サフラン 昨夜の天気予報では今朝は冷え込むということでした。霜の心配もあってネモフィラやビオラ、デルフィニュームの小さな苗のために新聞紙で屋根を作ってあげて、それなのに今日は暖かい朝ね、と文句というわけではないけれど。充分寒いよ、昨日は暖かかったのに寒い寒いと言うし、おかしいんじゃないの?とは相棒。明るくなってからの方が寒いのよ、わかってないな、お寝坊さん。
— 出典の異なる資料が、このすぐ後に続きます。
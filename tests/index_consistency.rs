//! Index consistency under random mutation sequences.

mod common;

use common::admin_store;
use flatshard::{IndexKey, RecordId, TypeTag, Value};
use proptest::prelude::*;
use proptest::sample::Index;
use std::collections::BTreeMap;
use tempfile::TempDir;

#[derive(Clone, Debug)]
enum Op {
    Insert(u8),
    Update(Index, u8),
    Delete(Index),
}

/// A small value domain so keys collide often.
fn value_of(n: u8) -> Value {
    match n % 4 {
        0 => Value::Int(0),
        1 => Value::Int(1),
        2 => Value::from("a"),
        _ => Value::Float(0.5),
    }
}

fn op() -> impl Strategy<Value = Op> {
    prop_oneof![
        (0u8..4).prop_map(Op::Insert),
        (any::<Index>(), 0u8..4).prop_map(|(i, v)| Op::Update(i, v)),
        any::<Index>().prop_map(Op::Delete),
    ]
}

proptest! {
    #![proptest_config(ProptestConfig::with_cases(16))]

    #[test]
    fn prop_lookups_match_live_records(ops in prop::collection::vec(op(), 1..24)) {
        let dir = TempDir::new().unwrap();
        let store = admin_store(&dir, 4);
        store.create_index("Value").unwrap().wait().unwrap();

        let mut issued: Vec<RecordId> = Vec::new();
        let mut live: BTreeMap<RecordId, Value> = BTreeMap::new();
        for op in ops {
            match op {
                Op::Insert(v) => {
                    let id = store.insert(value_of(v)).unwrap().wait().unwrap();
                    issued.push(id);
                    live.insert(id, value_of(v));
                }
                Op::Update(i, v) if !issued.is_empty() => {
                    let id = issued[i.index(issued.len())];
                    let found = store.update(id, value_of(v)).unwrap().wait().unwrap();
                    prop_assert_eq!(found, live.contains_key(&id));
                    if found {
                        live.insert(id, value_of(v));
                    }
                }
                Op::Delete(i) if !issued.is_empty() => {
                    let id = issued[i.index(issued.len())];
                    let removed = store.delete(id).unwrap().wait().unwrap();
                    prop_assert_eq!(removed, live.remove(&id).is_some());
                }
                _ => {}
            }
        }
        // Built from a scan of the final shards.
        store.create_index("Type").unwrap().wait().unwrap();

        for n in 0..4u8 {
            let value = value_of(n);
            let expected: Vec<RecordId> = live
                .iter()
                .filter(|(_, v)| **v == value)
                .map(|(id, _)| *id)
                .collect();
            let key = IndexKey::for_value(&value).unwrap();
            prop_assert_eq!(
                store.lookup_all("Value", key.clone()).unwrap().wait().unwrap(),
                expected.clone()
            );
            prop_assert_eq!(
                store.lookup("Value", key).unwrap().wait().unwrap(),
                expected.last().copied()
            );
        }
        for tag in [TypeTag::Int, TypeTag::Float, TypeTag::Str] {
            let expected: Vec<RecordId> = live
                .iter()
                .filter(|(_, v)| v.type_tag() == tag)
                .map(|(id, _)| *id)
                .collect();
            prop_assert_eq!(
                store
                    .lookup_all("Type", IndexKey::for_type(tag))
                    .unwrap()
                    .wait()
                    .unwrap(),
                expected
            );
        }
        prop_assert_eq!(store.count().unwrap().wait().unwrap(), live.len() as u64);
    }
}
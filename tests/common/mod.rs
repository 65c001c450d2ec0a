//! Shared fixtures for the integration tests.

#![allow(dead_code)]

use flatshard::{KeyPair, Role, Store, StoreConfig};
use rsa::RsaPrivateKey;
use std::sync::OnceLock;
use tempfile::TempDir;
use tracing_subscriber::EnvFilter;

/// Route store logs to the test output, filtered by `RUST_LOG`.
pub fn init_tracing() {
    let _ = tracing_subscriber::fmt()
        .with_env_filter(EnvFilter::from_default_env())
        .with_test_writer()
        .try_init();
}

/// A key pair generated once per test binary.
pub fn keys() -> KeyPair {
    init_tracing();
    static KEYS: OnceLock<KeyPair> = OnceLock::new();
    KEYS.get_or_init(|| {
        let mut rng = rand::thread_rng();
        KeyPair::new(RsaPrivateKey::new(&mut rng, 1024).unwrap())
    })
    .clone()
}

pub fn config(dir: &TempDir, shard_size: u64) -> StoreConfig {
    StoreConfig {
        path: dir.path().join("store"),
        shard_size,
        max_workers: 4,
        sync_writes: false,
        ..Default::default()
    }
}

/// Open a store at `config` with `admin`/`pw` logged in.
pub fn open_as_admin(config: StoreConfig) -> Store {
    let store = Store::open_or_create(config, keys()).unwrap();
    store.add_user("admin", "pw", Role::Admin).unwrap();
    store.authenticate("admin", "pw").unwrap();
    store
}

pub fn admin_store(dir: &TempDir, shard_size: u64) -> Store {
    open_as_admin(config(dir, shard_size))
}
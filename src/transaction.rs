//! Single-shard staged transactions.
//!
//! At most one transaction is open per store. While open, every read and
//! write of the target shard goes to a staging copy; commit renames the copy
//! into place, rollback deletes it. This module tracks the state machine;
//! the file work is done by the store under the target shard's lock.

use crate::error::{Result, StoreError};
use crate::types::{ShardId, Timestamp};
use parking_lot::Mutex;
use std::path::PathBuf;

/// An open transaction.
#[derive(Clone, Debug, PartialEq, Eq)]
pub struct OpenTransaction {
    pub shard: ShardId,
    pub staging: PathBuf,
    pub started: Timestamp,
    /// Rows written into the staging file by inserts.
    pub staged_inserts: u64,
    /// Rows removed from the staging file by deletes.
    pub staged_deletes: u64,
}

/// Transaction lifecycle.
#[derive(Clone, Debug, PartialEq, Eq)]
pub enum TransactionState {
    Idle,
    Open(OpenTransaction),
    Committing(OpenTransaction),
    RollingBack(OpenTransaction),
}

impl TransactionState {
    fn current(&self) -> Option<&OpenTransaction> {
        match self {
            TransactionState::Idle => None,
            TransactionState::Open(txn)
            | TransactionState::Committing(txn)
            | TransactionState::RollingBack(txn) => Some(txn),
        }
    }
}

pub struct TransactionManager {
    state: Mutex<TransactionState>,
}

impl Default for TransactionManager {
    fn default() -> Self {
        Self::new()
    }
}

impl TransactionManager {
    pub fn new() -> Self {
        Self {
            state: Mutex::new(TransactionState::Idle),
        }
    }

    pub fn state(&self) -> TransactionState {
        self.state.lock().clone()
    }

    pub fn is_idle(&self) -> bool {
        matches!(*self.state.lock(), TransactionState::Idle)
    }

    /// Fail unless no transaction is open.
    pub fn ensure_idle(&self) -> Result<()> {
        if self.is_idle() {
            Ok(())
        } else {
            Err(StoreError::TransactionAlreadyOpen)
        }
    }

    /// `Idle -> Open`.
    pub fn begin(&self, shard: ShardId, staging: PathBuf) -> Result<OpenTransaction> {
        let mut state = self.state.lock();
        if !matches!(*state, TransactionState::Idle) {
            return Err(StoreError::TransactionAlreadyOpen);
        }
        let txn = OpenTransaction {
            shard,
            staging,
            started: Timestamp::now(),
            staged_inserts: 0,
            staged_deletes: 0,
        };
        *state = TransactionState::Open(txn.clone());
        Ok(txn)
    }

    /// `Open -> Committing`.
    pub fn start_commit(&self) -> Result<OpenTransaction> {
        self.transition(TransactionState::Committing)
    }

    /// `Open -> RollingBack`.
    pub fn start_rollback(&self) -> Result<OpenTransaction> {
        self.transition(TransactionState::RollingBack)
    }

    fn transition(
        &self,
        next: impl FnOnce(OpenTransaction) -> TransactionState,
    ) -> Result<OpenTransaction> {
        let mut state = self.state.lock();
        match &*state {
            TransactionState::Open(txn) => {
                let txn = txn.clone();
                *state = next(txn.clone());
                Ok(txn)
            }
            _ => Err(StoreError::NoOpenTransaction),
        }
    }

    /// Snapshot of the current transaction including staged counts.
    pub fn current(&self) -> Option<OpenTransaction> {
        self.state.lock().current().cloned()
    }

    /// Count rows staged into `shard`, if it is the transaction target.
    ///
    /// Called with the shard lock held.
    pub fn record_staged(&self, shard: ShardId, inserts: u64, deletes: u64) {
        let mut state = self.state.lock();
        let txn = match &mut *state {
            TransactionState::Idle => return,
            TransactionState::Open(txn)
            | TransactionState::Committing(txn)
            | TransactionState::RollingBack(txn) => txn,
        };
        if txn.shard == shard {
            txn.staged_inserts += inserts;
            txn.staged_deletes += deletes;
        }
    }

    /// Back to `Idle` after a completed commit or rollback, or an aborted begin.
    pub fn finish(&self) {
        *self.state.lock() = TransactionState::Idle;
    }

    /// Back to `Open` after a failed commit or rollback.
    pub fn resume(&self) {
        let mut state = self.state.lock();
        if let TransactionState::Committing(txn) | TransactionState::RollingBack(txn) = &*state {
            *state = TransactionState::Open(txn.clone());
        }
    }
}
青さが目に染みる空、冷たく冴えた空気、昨夜の雨で一段と近くに見える黄金色の山。遠く高い峰にはうっすらと雪、飯綱山は半分雲の中、雪雲、晴れれば真っ白な姿を見せるはず。だから木は大急ぎで葉を落としている、風が吹くたびさーっと舞い上がる、くるくる回ったら急降下、土が見えないほど重なったその上に。悲しい綿帽子をかぶる前にたくさんの思い出と約束と感謝を大地に告げておきたいのかしら。
サフランが咲けば雪ももうすぐ
11月2日
日陰の葉っぱ 朝のゴミ捨てにおもてへ出たら、パラソルは倒れているし庭も道も落ち葉だらけ。昨晩の風は一時だったが嵐のような唸り声をあげていた、それだけで恐ろしく障子を開けては見なかったが、とんでもない魔王が通り過ぎたようだ。どこから飛んできたのか、うちにはない真っ赤なモミジ、まあるいオオデマリも一緒に濡れ落ち葉。シャラも少しは落ちたようだが葉の外側から緋色に変わって、緑も少しは残るちょうど見ごろの美しさ、朝日に透かされて虫食いあとがご愛嬌。クロモジの黄色は蛍光色、たっぷり茂ったモッコウバラは引き立て役にまわっている。そんな中一人初々しく黄緑色はキングサリ、夏にあった葉は枯れて新緑を展開している。よその国から来たせいか、どうも皆とは歩調が合わないよう。
(写真)手前左は竜のひげ、シルバーはフェスツカ・グラウカ、黄変したホスタの後ろにアスチルべ。